== WHAT THE TASK REQUIRES ==
Which lines of the data below contain "axis"? Please show them all.

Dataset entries
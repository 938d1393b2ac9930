//! Knockout after the attack pulse: the wild HP bar drains, the creature
//! cries, drops out of view and the dialog reports the faint.

use crate::config::BattleConfig;
use crate::effects::{Effects, Sfx};
use crate::timing::FrameTime;

const HP_FULL: (f64, f64, f64) = (112.0, 248.0, 168.0); // #70f8a8
const HP_EMPTY: (f64, f64, f64) = (248.0, 88.0, 56.0); // #f85838

#[derive(Clone, Copy, Debug, PartialEq)]
#[cfg_attr(feature = "serde", derive(serde::Serialize, serde::Deserialize))]
pub enum FaintPhase {
    Standing,
    Draining { elapsed_ms: f64 },
    Pausing { elapsed_ms: f64 },
    Falling { elapsed_ms: f64 },
    Fainted { elapsed_ms: f64 },
    Done,
}

#[derive(Clone, Copy, Debug, PartialEq)]
#[cfg_attr(feature = "serde", derive(serde::Serialize, serde::Deserialize))]
pub struct Knockout {
    pub phase: FaintPhase,
}

impl Default for Knockout {
    fn default() -> Self {
        Self { phase: FaintPhase::Standing }
    }
}

impl Knockout {
    /// Starts the drain; false once it has already run.
    pub fn start(&mut self) -> bool {
        if self.phase != FaintPhase::Standing {
            return false;
        }
        log::info!("wild creature hit, HP draining");
        self.phase = FaintPhase::Draining { elapsed_ms: 0.0 };
        true
    }

    pub fn started(&self) -> bool {
        self.phase != FaintPhase::Standing
    }

    pub fn has_fainted(&self) -> bool {
        matches!(self.phase, FaintPhase::Fainted { .. } | FaintPhase::Done)
    }

    pub fn update(&mut self, cfg: &BattleConfig, time: FrameTime) -> Effects {
        let mut fx = Effects::new();
        let ms = time.elapsed_ms;
        self.phase = match self.phase {
            FaintPhase::Draining { elapsed_ms } if elapsed_ms + ms >= cfg.hp_drain_ms => {
                fx.sound(Sfx::WildCry);
                FaintPhase::Pausing { elapsed_ms: 0.0 }
            }
            FaintPhase::Draining { elapsed_ms } => FaintPhase::Draining { elapsed_ms: elapsed_ms + ms },
            FaintPhase::Pausing { elapsed_ms } if elapsed_ms + ms >= cfg.faint_pause_ms => {
                FaintPhase::Falling { elapsed_ms: 0.0 }
            }
            FaintPhase::Pausing { elapsed_ms } => FaintPhase::Pausing { elapsed_ms: elapsed_ms + ms },
            FaintPhase::Falling { elapsed_ms } if elapsed_ms + ms >= cfg.faint_fall_ms => {
                log::info!("wild creature fainted");
                fx.sound(Sfx::Confirm);
                FaintPhase::Fainted { elapsed_ms: 0.0 }
            }
            FaintPhase::Falling { elapsed_ms } => FaintPhase::Falling { elapsed_ms: elapsed_ms + ms },
            FaintPhase::Fainted { elapsed_ms } if elapsed_ms + ms >= cfg.fainted_caption_ms => FaintPhase::Done,
            FaintPhase::Fainted { elapsed_ms } => FaintPhase::Fainted { elapsed_ms: elapsed_ms + ms },
            phase => phase,
        };
        fx
    }

    /// Drain progress in 0..=1.
    fn drained(&self, cfg: &BattleConfig) -> f64 {
        match self.phase {
            FaintPhase::Standing => 0.0,
            FaintPhase::Draining { elapsed_ms } => (elapsed_ms / cfg.hp_drain_ms).clamp(0.0, 1.0),
            _ => 1.0,
        }
    }

    /// Width of the wild HP bar.
    pub fn hp_width(&self, cfg: &BattleConfig) -> f64 {
        cfg.hp_bar_w * (1.0 - self.drained(cfg))
    }

    /// Bar colour shifts from green to red while draining.
    pub fn hp_color(&self, cfg: &BattleConfig) -> String {
        let t = self.drained(cfg);
        let lerp = |a: f64, b: f64| (a + (b - a) * t).round() as u8;
        format!(
            "#{:02x}{:02x}{:02x}",
            lerp(HP_FULL.0, HP_EMPTY.0),
            lerp(HP_FULL.1, HP_EMPTY.1),
            lerp(HP_FULL.2, HP_EMPTY.2)
        )
    }

    /// Downward offset and alpha (0..=255) of the wild battler.
    pub fn fall(&self, cfg: &BattleConfig) -> (f64, f64) {
        let t = match self.phase {
            FaintPhase::Falling { elapsed_ms } => (elapsed_ms / cfg.faint_fall_ms).clamp(0.0, 1.0),
            FaintPhase::Fainted { .. } | FaintPhase::Done => 1.0,
            _ => 0.0,
        };
        (cfg.faint_fall_distance * t, 255.0 * (1.0 - t))
    }
}

#[cfg(test)]
mod tests {
    use super::*;

    fn run(ko: &mut Knockout, cfg: &BattleConfig, ms: f64) -> Effects {
        let mut fx = Effects::new();
        let mut left = ms;
        while left > 0.0 {
            let step = left.min(100.0);
            fx.extend(ko.update(cfg, FrameTime::from_elapsed_ms(step)));
            left -= step;
        }
        fx
    }

    #[test]
    fn standing_until_started() {
        let cfg = BattleConfig::default();
        let mut ko = Knockout::default();
        assert!(run(&mut ko, &cfg, 5000.0).is_empty());
        assert_eq!(ko.hp_width(&cfg), 96.0);
        assert_eq!(ko.hp_color(&cfg), "#70f8a8");
        assert_eq!(ko.fall(&cfg), (0.0, 255.0));
        assert!(ko.start());
        assert!(!ko.start(), "runs once");
    }

    #[test]
    fn hp_drains_linearly_then_cries() {
        let cfg = BattleConfig::default();
        let mut ko = Knockout::default();
        ko.start();
        let fx = run(&mut ko, &cfg, 1000.0);
        assert!(fx.is_empty());
        assert!((ko.hp_width(&cfg) - 48.0).abs() < 1e-9, "half drained after half the time");
        let fx = run(&mut ko, &cfg, 1000.0);
        assert_eq!(fx.count_sound(Sfx::WildCry), 1);
        assert_eq!(ko.hp_width(&cfg), 0.0);
        assert_eq!(ko.hp_color(&cfg), "#f85838");
        assert_eq!(ko.phase, FaintPhase::Pausing { elapsed_ms: 0.0 });
    }

    #[test]
    fn creature_falls_after_the_pause() {
        let cfg = BattleConfig::default();
        let mut ko = Knockout::default();
        ko.start();
        run(&mut ko, &cfg, 2000.0 + 400.0);
        assert_eq!(ko.fall(&cfg), (0.0, 255.0), "still paused");
        run(&mut ko, &cfg, 100.0 + 500.0);
        let (dy, alpha) = ko.fall(&cfg);
        assert!((dy - 20.0).abs() < 1e-9);
        assert!((alpha - 127.5).abs() < 1e-9);
        assert!(!ko.has_fainted());
    }

    #[test]
    fn fainted_caption_follows_the_fall() {
        let cfg = BattleConfig::default();
        let mut ko = Knockout::default();
        ko.start();
        let fx = run(&mut ko, &cfg, 2000.0 + 500.0 + 1000.0);
        assert!(ko.has_fainted());
        assert_eq!(fx.count_sound(Sfx::Confirm), 1);
        assert_eq!(ko.fall(&cfg), (40.0, 0.0));
        run(&mut ko, &cfg, 1000.0);
        assert_eq!(ko.phase, FaintPhase::Done);
        assert!(ko.has_fainted(), "caption stays up");
    }
}
/// Scroll offset; recomputed from the player every tick, no smoothing.
#[derive(Clone, Copy, Debug, Default, PartialEq)]
#[cfg_attr(feature = "serde", derive(serde::Serialize, serde::Deserialize))]
pub struct Camera {
    pub x: f64,
    pub y: f64,
}

impl Camera {
    /// Centres on `target` and clamps each axis to `[0, max(0, map - viewport)]`.
    pub fn follow(target: (f64, f64), viewport: (f64, f64), map: (f64, f64)) -> Self {
        let axis = |t: f64, view: f64, extent: f64| (t - view / 2.0).clamp(0.0, (extent - view).max(0.0));
        Self { x: axis(target.0, viewport.0, map.0), y: axis(target.1, viewport.1, map.1) }
    }
}

#[cfg(test)]
mod tests {
    use super::*;

    #[test]
    fn centres_when_away_from_edges() {
        let cam = Camera::follow((500.0, 300.0), (480.0, 320.0), (1024.0, 640.0));
        assert_eq!(cam, Camera { x: 260.0, y: 140.0 });
    }

    #[test]
    fn clamps_to_map_edges() {
        let cam = Camera::follow((10.0, 630.0), (480.0, 320.0), (1024.0, 640.0));
        assert_eq!(cam, Camera { x: 0.0, y: 320.0 });
    }

    #[test]
    fn map_smaller_than_viewport_pins_to_zero() {
        let cam = Camera::follow((200.0, 100.0), (480.0, 320.0), (300.0, 200.0));
        assert_eq!(cam, Camera { x: 0.0, y: 0.0 });
    }
}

== RESULT BELOW ==
    /// Centres on `target` and clamps each axis to `[0, max(0, map - viewport)]`.
        let axis = |t: f64, view: f64, extent: f64| (t - view / 2.0).clamp(0.0, (extent - view).max(0.0));
        Self { x: axis(target.0, viewport.0, map.0), y: axis(target.1, viewport.1, map.1) }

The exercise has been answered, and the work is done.